Recent years have not been kind to the politics of George Monbiot. The journalist’s column records growing dismay at the inexorable march of neoliberalism, the growing list of Brexit benefits, and the West’s reluctance to disarm Israel and leave it to the tender mercies of its neighbours.
But contra Labour’s favourite party tune, things can always get worse. And faced with the prospect of Nigel Farage entering 10 Downing Street by 2029, Monbiot has come up with a canny solution. Writing in the Guardian, he has pleaded with the government to change the constitution so that the deplorables at the gate cannot implement their agenda.
The irony is that nothing smacks of despotism more than changing the rules of politics to scupper your opponents
‘We must act now: without a written constitution, Reform UK will have carte blanche to toxify our nation,’ thundered the Graun. While the headline can probably be blamed on the comment editor, it’s likely that Monbiot himself wrote that the very least Keir Starmer ‘owes us is some protection against the worst that could happen’, namely a constitution.
The cause of constitutional reform has been popular for some time, at least among politics dorks. The Liberal Democrats, whom Monbiot backed in 2010, tried to inch through the Alternative Vote, a small variation on first-past-the-post that would have factored in second preferences at the ballot box. Greens, various Celtic nationalists and Farage’s many guises have all championed proportional representation for elections on the grounds it would actually allow them to win some seats.
Other proposals include replacing the Lords with an upper chamber of University Challenge winners, lowering the voting age to anybody who has completed potty training, and offering citizenship to those who can swim the English Channel – or whatever some over-enthused youth party activist is pitching right now.
For Monbiot’s part, he has long been critical of the ‘elective dictatorship’ inherent in the British constitution, namely that a government with a comfortable majority in the House of Commons can do what it likes, up to launching an amphibious invasion of France on the slightest of Gallic provocations. As he wrote last week: ‘There are no effective limits on its actions. In a true democracy, by contrast, the people are sovereign, with fundamental rights that cannot be cancelled.’

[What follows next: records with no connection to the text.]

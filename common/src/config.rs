use primitive_types::U256;

pub const VERSION: &str = env!("BUILD_VERSION");

// Default token deployed by the harness
pub const TOKEN_NAME: &str = "MyToken";
pub const TOKEN_SYMBOL: &str = "MTK";

// 18 decimals, so one whole token is 10^18 base units
pub const TOKEN_DECIMALS: u8 = 18;

// Maximum decimals for a token
pub const MAX_DECIMALS: u8 = 18;

// Supply minted to the owner at deployment, in whole tokens
pub const INITIAL_SUPPLY_UNITS: u64 = 1_000_000;

/// Base units in one whole token for the given decimals
pub fn coin_value(decimals: u8) -> U256 {
    U256::exp10(decimals as usize)
}

/// Default initial supply in base units (1,000,000 MTK)
pub fn initial_supply() -> U256 {
    U256::from(INITIAL_SUPPLY_UNITS) * coin_value(TOKEN_DECIMALS)
}
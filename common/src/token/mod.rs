//! Token Module
//!
//! A fixed-supply fungible token: the whole supply is minted to one owner
//! at creation and afterwards only moves between accounts via `transfer`.
//!
//! # Invariants
//!
//! - The balances always add up to the total supply
//! - Every balance lies between zero and the total supply
//! - A rejected transfer changes nothing

pub mod ledger;
pub mod types;

pub use ledger::*;
pub use types::*;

At the risk of sounding like a failed politician’s podcast, there is a populist whiff to all this. And speaking of Alastair Campbell, Monbiot is also a critic of the sofa governments that took hold since Tony Blair’s time in office, writing that ‘parliament has seized the powers that should be vested in the people, and the prime minister has seized the powers that should be vested in parliament’.
A codified constitution could do away with all that, while also putting the rules of British democracy in one handy PDF. Much to the chagrin of any public schoolboy who has ever tried to skimp on his homework, what the British call a constitution is ‘contained in a vast and contradictory morass of legal statutes, court precedents, codes of conduct, scholarly opinions, treaties, traditions, gentlemen’s agreements and unwritten rules… rendered still less intelligible by arcane parliamentary procedures and language so opaque that we need a translation app’.
In fairness, Monbiot is not wrong about much of this. But the Guardian columnist has forgotten what constitutions are for. The world’s most celebrated set the rules of the game, not dictate who wins. While all political reform involves an element of self-interest, even bent politicians have the sense to mouth the usual pieties about representation as they redraw districts for a selectively efficient allocation of votes.
So when Monbiot pins his constitutional reform against what he expects to be ‘a blatantly authoritarian government’, it rather gives the game away. This is especially true when it’s mentioned in the same breath as wild extrapolations about Reform deputy Richad Tice’s admiration for Dubai and a hysterical suggestion about the Trumpist Project 2025 being imported into the UK.
The irony is that nothing smacks of despotism more than changing the rules of politics to scupper your opponents. Labour made no promises about constitutional reform of this kind, and given his abysmal polling figures, Starmer would be an especially unsuitable person to rewrite the fundamentals of British politics. Monbiot’s inevitable suggestion of a citizens’ assembly, an instrument always recommended with a conclusion in mind, is similarly unconvincing.
That’s without discussing what exactly a codified British constitution would have in it. Given Starmer’s enthusiasm for international law, one could expect the drabbest collection of bromides ever committed to paper, perhaps with a commitment from Richard Hermer to give away 5 per cent of our territory each year until all that’s left is Rutland.